Pour imposer leur vision conservatrice et réactionnaire de la vie et
de la famille, ces bien-pensants se saisiront de tous les prétextes, et,
s’il le faut, ils en inventeront !
Le week-end précédent, ce sont les intégristes catholiques
anti-avortement qui avaient manifesté avec les groupuscules
d’extrême-droite, vomissant leur antisémitisme. Ils étaient accompagnés
des partisans de Dieudonné, pas gênés d’être aux côtés des pires
racistes anti-musulmans et anti-arabes.
Et c’est sans parler de la manipulation grotesque laissant croire
qu’un lobby homosexuel avait pris le pouvoir à l’école primaire pour
pervertir les enfants ! Tous ces fantasmes et toutes ces idées
s’alimentent les uns les autres.
L’UMP et le Front national sont restés à distance de ces
manifestations, ne voulant pas assumer les propos réactionnaires, voire
fascisants de certains participants. Mais leurs militants ne se gênent
pas pour en être ! En réalité, les uns et les autres prospèrent sur le
même terreau et se confortent mutuellement. Aux uns, la rue et les
outrances, aux autres, le parlement et le discours châtié, pour défendre
les mêmes préjugés obscurantistes, ceux-là même qui ont fait les beaux
jours du régime de Vichy et du « Travail Famille Patrie » .

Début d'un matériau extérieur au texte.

//! Deterministic response text
//!
//! Used whenever the formatting model is unavailable, opted out of, or
//! disallowed. Analytics and revenue text is always produced here so the
//! numbers the user reads are the aggregates, verbatim.

use wayfinder_core::Record;
use wayfinder_data::{AggregateValue, Aggregates};

/// Fallback prose for recommendation results
pub fn recommendations(records: &[Record]) -> String {
    if records.is_empty() {
        return "No listings matched your query.".to_owned();
    }
    let titles: Vec<&str> = records
        .iter()
        .filter_map(|record| record.get("title").and_then(serde_json::Value::as_str))
        .collect();
    if titles.is_empty() {
        return format!("Found {} matching listings.", records.len());
    }
    format!(
        "Found {} matching listings: {}.",
        records.len(),
        titles.join(", ")
    )
}

/// Fallback prose for saved items
pub fn saved_items(records: &[Record]) -> String {
    if records.is_empty() {
        "You have no saved items yet.".to_owned()
    } else {
        format!("You have {} saved items.", records.len())
    }
}

/// Always-deterministic analytics text; values are the aggregates
pub fn analytics(aggregates: &Aggregates) -> String {
    let count = |name: &str| match aggregates.get(name) {
        Some(AggregateValue::Count(n)) => *n,
        _ => 0,
    };
    format!(
        "Counts for the selected window: {} views, {} bookings, {} ratings.",
        count("views"),
        count("bookings"),
        count("ratings")
    )
}

/// Always-deterministic revenue text; amounts keep their currency
pub fn revenue(aggregates: &Aggregates) -> String {
    match aggregates.get("revenue") {
        Some(AggregateValue::Sums(sums)) if !sums.is_empty() => {
            let parts: Vec<String> = sums
                .iter()
                .map(|sum| format!("{} {}", sum.amount, sum.currency))
                .collect();
            format!("Revenue for the selected window: {}.", parts.join(", "))
        }
        _ => "No revenue recorded in the selected window.".to_owned(),
    }
}

/// Moderation queue text
pub fn moderation(records: &[Record]) -> String {
    if records.is_empty() {
        "The moderation queue is empty.".to_owned()
    } else {
        format!("{} submissions are waiting for review.", records.len())
    }
}
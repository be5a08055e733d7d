#![allow(clippy::must_use_candidate, clippy::missing_errors_doc)]

//! Role and scope validation
//!
//! A pure function of `(intent, role, user_id, partner_id)`. Runs before
//! any engine is consulted, so a denial costs nothing but the
//! classification that preceded it. The permission table is code, not
//! configuration: a new intent fails to compile until it gets a row here
//! and a route in the router.

use wayfinder_core::{AccessDecision, AccessScope, Intent, RefusalReason, Role};

/// Evaluate the permission table for one query
///
/// Partner-scoped intents require `partner_id` to be present and equal to
/// `user_id`; a mismatch is reported as `scope_mismatch`, distinct from
/// `role_forbidden`, so callers can tell a wrong account from a wrong
/// role.
pub fn validate(
    intent: Intent,
    role: Role,
    user_id: &str,
    partner_id: Option<&str>,
) -> AccessDecision {
    match (intent, role) {
        // Open to everyone
        (Intent::Recommendation | Intent::Policy | Intent::Navigation | Intent::Troubleshooting, _) => {
            AccessDecision::Allowed {
                scope: AccessScope::Unrestricted,
            }
        }

        // Travelers only, constrained to their own records
        (Intent::SavedItems, Role::Traveler) => AccessDecision::Allowed {
            scope: AccessScope::User(user_id.to_owned()),
        },
        (Intent::SavedItems, Role::Partner | Role::Admin) => AccessDecision::Denied {
            reason: RefusalReason::RoleForbidden,
        },

        // Partner-scoped reads: partners see exactly themselves, admins
        // see the whole system
        (Intent::Analytics | Intent::Revenue, Role::Partner) => match partner_id {
            Some(partner_id) if partner_id == user_id => AccessDecision::Allowed {
                scope: AccessScope::Partner(partner_id.to_owned()),
            },
            _ => AccessDecision::Denied {
                reason: RefusalReason::ScopeMismatch,
            },
        },
        (Intent::Analytics | Intent::Revenue, Role::Admin) => AccessDecision::Allowed {
            scope: AccessScope::Unrestricted,
        },
        (Intent::Analytics | Intent::Revenue, Role::Traveler) => AccessDecision::Denied {
            reason: RefusalReason::RoleForbidden,
        },

        // Admins only
        (Intent::Moderation, Role::Admin) => AccessDecision::Allowed {
            scope: AccessScope::Unrestricted,
        },
        (Intent::Moderation, Role::Traveler | Role::Partner) => AccessDecision::Denied {
            reason: RefusalReason::RoleForbidden,
        },
    }
}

Tous ces gens-là font ressurgir des débats que l’on pouvait croire
derrière nous. Leurs idées représentent un danger car, comme on le voit
en Espagne avec les menaces sur le droit à l’avortement, le recul des
idées peut vite nous renvoyer 30, 40 ans en arrière.

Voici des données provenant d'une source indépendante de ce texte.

//! Thin HTTP adapter over the core router
//!
//! Identity is assumed to be resolved upstream; this surface only decodes
//! the authenticated tuple and hands it to the core.

use axum::extract::State;
use axum::http::StatusCode;
use axum::response::{IntoResponse, Response};
use axum::{Json, Router, routing};
use wayfinder_core::QueryRequest;
use wayfinder_router::QueryRouter;

/// Build the serving router
pub fn app(router: QueryRouter) -> Router {
    Router::new()
        .route("/query", routing::post(handle_query))
        .route("/metrics", routing::get(handle_metrics))
        .route("/health", routing::get(handle_health))
        .with_state(router)
}

/// Handle `POST /query`
async fn handle_query(
    State(router): State<QueryRouter>,
    Json(request): Json<QueryRequest>,
) -> Response {
    match router.handle(request).await {
        Ok(response) => Json(response).into_response(),
        Err(error) => {
            // Caller bug; static message, logged at info
            tracing::info!(error = %error, "rejected malformed query request");
            let body = serde_json::json!({ "error": error.to_string() });
            (StatusCode::BAD_REQUEST, Json(body)).into_response()
        }
    }
}

/// Handle `GET /metrics`
#[allow(clippy::unused_async)]
async fn handle_metrics(State(router): State<QueryRouter>) -> Response {
    Json(router.metrics().snapshot()).into_response()
}

/// Handle `GET /health`
#[allow(clippy::unused_async)]
async fn handle_health() -> Response {
    Json(serde_json::json!({ "status": "ok" })).into_response()
}
use serde::Deserialize;
use url::Url;

/// External store endpoints for the deployable binary
///
/// The core depends only on the `RecordStore` and `VectorSearch` traits;
/// these URLs wire the JSON-over-HTTP adapters in `wayfinder`.
#[derive(Debug, Clone, Default, Deserialize)]
#[serde(deny_unknown_fields)]
pub struct StoresConfig {
    /// Record store adapter base URL
    #[serde(default)]
    pub record_store_url: Option<Url>,
    /// Vector store adapter base URL
    #[serde(default)]
    pub vector_store_url: Option<Url>,
    /// Per-call store budget, bounded further by the query deadline
    #[serde(default = "default_store_timeout_ms")]
    pub timeout_ms: u64,
}

const fn default_store_timeout_ms() -> u64 {
    1500
}
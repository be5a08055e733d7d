use serde::Deserialize;

/// Retrieval-augmented engine configuration
#[derive(Debug, Clone, Deserialize)]
#[serde(deny_unknown_fields)]
pub struct RagConfig {
    /// Minimum best retrieval score; below it the engine refuses without
    /// calling a language model. Calibrated for cosine scores in [0, 1].
    #[serde(default = "default_similarity_threshold")]
    pub similarity_threshold: f64,
    /// Candidate chunks requested from the vector store
    #[serde(default = "default_top_k")]
    pub top_k: usize,
    /// Synthesis output bound
    #[serde(default = "default_max_tokens")]
    pub max_tokens: u32,
}

impl Default for RagConfig {
    fn default() -> Self {
        Self {
            similarity_threshold: default_similarity_threshold(),
            top_k: default_top_k(),
            max_tokens: default_max_tokens(),
        }
    }
}

const fn default_similarity_threshold() -> f64 {
    0.75
}

const fn default_top_k() -> usize {
    5
}

const fn default_max_tokens() -> u32 {
    512
}
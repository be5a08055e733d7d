use std::collections::VecDeque;
use std::sync::Mutex;

/// Bounded ring of recent per-query latencies in milliseconds
///
/// The mutex is held only for a push/pop or a copy-out, never across a
/// suspension point.
#[derive(Debug)]
pub struct LatencyWindow {
    samples: Mutex<VecDeque<u64>>,
    capacity: usize,
}

/// Percentile snapshot over the current window
#[derive(Debug, Clone, Copy, Default, PartialEq, Eq, serde::Serialize)]
pub struct LatencyPercentiles {
    pub p50: u64,
    pub p95: u64,
    pub p99: u64,
    pub samples: usize,
}

impl LatencyWindow {
    pub fn new(capacity: usize) -> Self {
        Self {
            samples: Mutex::new(VecDeque::with_capacity(capacity)),
            capacity: capacity.max(1),
        }
    }

    /// Record one latency sample, evicting the oldest past capacity
    pub fn record(&self, latency_ms: u64) {
        let mut samples = self.samples.lock().expect("latency window poisoned");
        if samples.len() == self.capacity {
            samples.pop_front();
        }
        samples.push_back(latency_ms);
    }

    /// Nearest-rank p50/p95/p99 over the current window
    pub fn percentiles(&self) -> LatencyPercentiles {
        let mut sorted: Vec<u64> = {
            let samples = self.samples.lock().expect("latency window poisoned");
            samples.iter().copied().collect()
        };
        if sorted.is_empty() {
            return LatencyPercentiles::default();
        }
        sorted.sort_unstable();

        LatencyPercentiles {
            p50: nearest_rank(&sorted, 0.50),
            p95: nearest_rank(&sorted, 0.95),
            p99: nearest_rank(&sorted, 0.99),
            samples: sorted.len(),
        }
    }
}

#[allow(
    clippy::cast_possible_truncation,
    clippy::cast_precision_loss,
    clippy::cast_sign_loss
)]
fn nearest_rank(sorted: &[u64], quantile: f64) -> u64 {
    let rank = (quantile * sorted.len() as f64).ceil() as usize;
    sorted[rank.clamp(1, sorted.len()) - 1]
}

#[cfg(test)]
mod tests {
    use super::*;

    #[test]
    fn empty_window_reports_zeroes() {
        let window = LatencyWindow::new(8);
        assert_eq!(window.percentiles(), LatencyPercentiles::default());
    }

    #[test]
    fn percentiles_over_known_distribution() {
        let window = LatencyWindow::new(100);
        for ms in 1..=100 {
            window.record(ms);
        }
        let p = window.percentiles();
        assert_eq!(p.p50, 50);
        assert_eq!(p.p95, 95);
        assert_eq!(p.p99, 99);
        assert_eq!(p.samples, 100);
    }

    #[test]
    fn window_is_bounded_and_evicts_oldest() {
        let window = LatencyWindow::new(4);
        for ms in [1, 2, 3, 4, 1000, 1000, 1000, 1000] {
            window.record(ms);
        }
        let p = window.percentiles();
        assert_eq!(p.samples, 4);
        assert_eq!(p.p50, 1000);
    }

    #[test]
    fn single_sample_is_every_percentile() {
        let window = LatencyWindow::new(8);
        window.record(42);
        let p = window.percentiles();
        assert_eq!((p.p50, p.p95, p.p99), (42, 42, 42));
    }
}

Il en va de même pour les idées racistes et antisémites, et ceux qui
font mine de s’en amuser sont des irresponsables. La banalisation de ces
idées représente un danger pour les travailleurs car elle ouvre un
champ de manœuvres à la droite la plus hostile au mouvement ouvrier.
Pour l’heure, « les plus réactionnaires s’en tiennent à proclamer « leur vision de la civilisation »,
mais demain, ils voudront régenter les mœurs et imposer leur loi,
contre les travailleurs immigrés d’abord puis contre tous les
travailleurs. Car si, pour ces gens-là, les femmes sont vouées à être
uniquement des mères de famille, les travailleurs, eux, sont voués à
l’exploitation et à obéir !
Face au danger de la montée des idées réactionnaires, il n’y a rien à
attendre d’un gouvernement qui a enterré le droit de vote des
étrangers, et rien à attendre de Valls. Oh, il se fait le chantre de la
République ! Mais qui a regretté qu’il manquait « des Blancs » dans la
ville d’Évry ? Valls ! Quant à sa sortie sur les Roms « incapables de s’intégrer »,
elle a les relents du racisme des années 1930. Alors, avant de faire la
leçon au monde entier, le Parti socialiste devrait balayer devant sa
porte.
La remise en cause des droits des femmes, la résurgence de la
xénophobie et de l’antisémitisme sont l’expression du recul dans lequel
nous entraîne la société capitaliste. Cela va de pair avec la montée du
chômage et de la pauvreté, avec la mise en concurrence des travailleurs
et le repli sur soi qui s’en suit.
Sans une réaction collective et massive des exploités, la société
reculera, matériellement et moralement. L’absence de luttes laisse libre
cours à un bon nombre d’idées réactionnaires. Inversement, la vitalité
et l’intensité des mobilisations ouvrières font reculer jusqu’aux
préjugés les plus tenaces.
Les plus anciens se souviennent de Mai 68, tant décrié par ceux qui
battent aujourd’hui le pavé : c’était tout à la fois une grève générale
de la classe ouvrière et un bouillonnement progressiste sur le plan des
idées et des valeurs.
Aujourd’hui, les réactionnaires apparaissent comme les seuls à
vouloir se battre contre le gouvernement, à s’organiser et à se donner
les moyens de peser. Si l’on veut que la société aille de nouveau de
l’avant, le monde du travail doit se manifester sur son terrain, celui
de l’émancipation sociale.
Seules les luttes collectives contrebalanceront le climat nauséabond
actuel car c’est au travers du combat contre l’exploitation que les
travailleurs mesurent que ce qui les unit est plus fort que ce qui les
différencie.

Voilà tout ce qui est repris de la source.